Putin blames the West

In his pre-recorded speech, Putin repeated his mantra that the West is to blame for the current crisis, although he conveniently failed to mention his invasion of Ukraine. The president attributed worldwide price inflation to market volatility caused by the irresponsible actions of certain countries to incur enormous public debt during the pandemic. He also criticized the imposition of illegitimate sanctions and freezing assets of sovereign states as violations of free trade and fundamental norms in international relations. Russia had built up more than $600 billion worth of foreign currency reserves, with about half believed to be frozen by the restrictions imposed on its central bank. The implementation of this measure, along with sanctions such as isolating Russian banks, has resulted in a significant capital flight in Russia and a sharp devaluation of the ruble. This is mainly due to the shortage of euros and dollars to cover its import payments.

In his speech, Putin acknowledged the significance of this problem for his economy, but adopted a curiously optimistic outlook. “The irreversible de-dollarization process is gaining strength in BRICS payments,” he said. In contrast, Putin instructed the Central Bank of Russia an hour earlier to slap restrictions on the free market economy in his country and “limit speculative and unproductive demand in the economy, control capital flight and monitor the behavior of the main market participants.”

Putin restated that Russia will only resume the agreement for the safe transport of Ukrainian grain through the Black Sea if all obligations to the Russian side are fulfilled. The president has accused the West of impeding Russian fertilizer exports through sanctions, a claim that the United States vehemently denies.

“Our country has the capability to substitute Ukrainian grain commercially as well as provide free aid to countries in need because we expect an excellent harvest this year,” Putin told the BRICS Summit audience.
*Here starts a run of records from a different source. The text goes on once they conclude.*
use msa_profile::Alignment;

/// g(x) = (number of gaps in x) / N.
pub fn gap(aln: &Alignment) -> Vec<f64> {
    aln.gap_fractions()
}
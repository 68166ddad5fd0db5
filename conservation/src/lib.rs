//! Column conservation statistics over a multiple sequence alignment.
//!
//! Every statistic reads an [`msa_profile::Alignment`] (and, for some of them, a
//! substitution matrix) and returns a [`ScoreResult`], which [`report`] renders.
#[macro_use]
extern crate log;
extern crate msa_profile;
extern crate rayon;
#[macro_use]
extern crate serde;
extern crate serde_json;
extern crate tempfile;
extern crate thiserror;
pub mod config;
pub mod error;
pub mod report;
pub mod result;
pub mod statistics;
pub use config::{Config, StatisticKind};
pub use error::{Error, Result};
pub use result::ScoreResult;
#[cfg(test)]
mod tests;

use msa_profile::Alignment;

/// Read the alignment, compute the selected statistic, and write the report.
/// Nothing is written if the alignment or the statistic fails.
pub fn run(config: &Config) -> Result<ScoreResult> {
    let mut aln = Alignment::from_file(&config.input, config.max_sequences)?;
    if config.verbose {
        info!(
            "{} sequences of {} columns over {}",
            aln.num_sequences(),
            aln.num_columns(),
            String::from_utf8_lossy(aln.alphabet())
        );
    }
    let counts = if config.basic {
        Some(report::basic_counts(&aln))
    } else {
        None
    };
    let result = statistics::calculate(config.statistic, &mut aln, config)?;
    let rendered = report::render(&result, config)?;
    report::write_atomically(&config.output, &rendered)?;
    if let Some(counts) = counts {
        let path = report::basic_counts_path(&config.output);
        report::write_atomically(&path, &counts)?;
        info!("Residue counts are in {}", path.display());
    }
    Ok(result)
}
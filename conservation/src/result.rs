//! What a statistic returns: one shape per kind of output.
use msa_profile::TriangularMatrix;

/// A pair of columns (0-based, `x < y`) and their correlation.
#[derive(Debug, Clone, Copy, PartialEq, Serialize, Deserialize)]
pub struct Correlation {
    pub x: usize,
    pub y: usize,
    pub value: f64,
}

#[derive(Debug, Clone, PartialEq, Serialize, Deserialize)]
pub enum ScoreResult {
    /// One score per column.
    Columns(Vec<f64>),
    /// One score per pair of columns. Only `x < y` is meaningful.
    ColumnPairs(TriangularMatrix<f64>),
    /// The pairs of columns correlated above `threshold`.
    Correlations {
        threshold: f64,
        pairs: Vec<Correlation>,
    },
    /// One mean vector per column, indexed by `alphabet`.
    Profiles {
        alphabet: String,
        means: Vec<Vec<f64>>,
    },
}

impl ScoreResult {
    /// The mean of the column scores. Only per-column results have one.
    pub fn global_score(&self) -> Option<f64> {
        match self {
            ScoreResult::Columns(scores) if scores.is_empty() => Some(0.),
            ScoreResult::Columns(scores) => Some(scores.iter().sum::<f64>() / scores.len() as f64),
            _ => None,
        }
    }
    pub fn as_columns(&self) -> Option<&[f64]> {
        match self {
            ScoreResult::Columns(scores) => Some(scores.as_slice()),
            _ => None,
        }
    }
}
A month after leading the Russia-Africa Forum in Moscow, Putin once again curried favor with African countries.

“As a first step, we have chosen to send 25,000-50,000 tons of grain, free of charge, to six African countries,” Putin announced one day after mercenary leader Yevgeny Prigozhin reappeared in Africa dressed in a military uniform and carrying an assault rifle. “Let’s work towards further enhancing Russia’s influence across continents and fostering greater freedom in Africa,” said the Wagner Group leader in a pre-recorded video.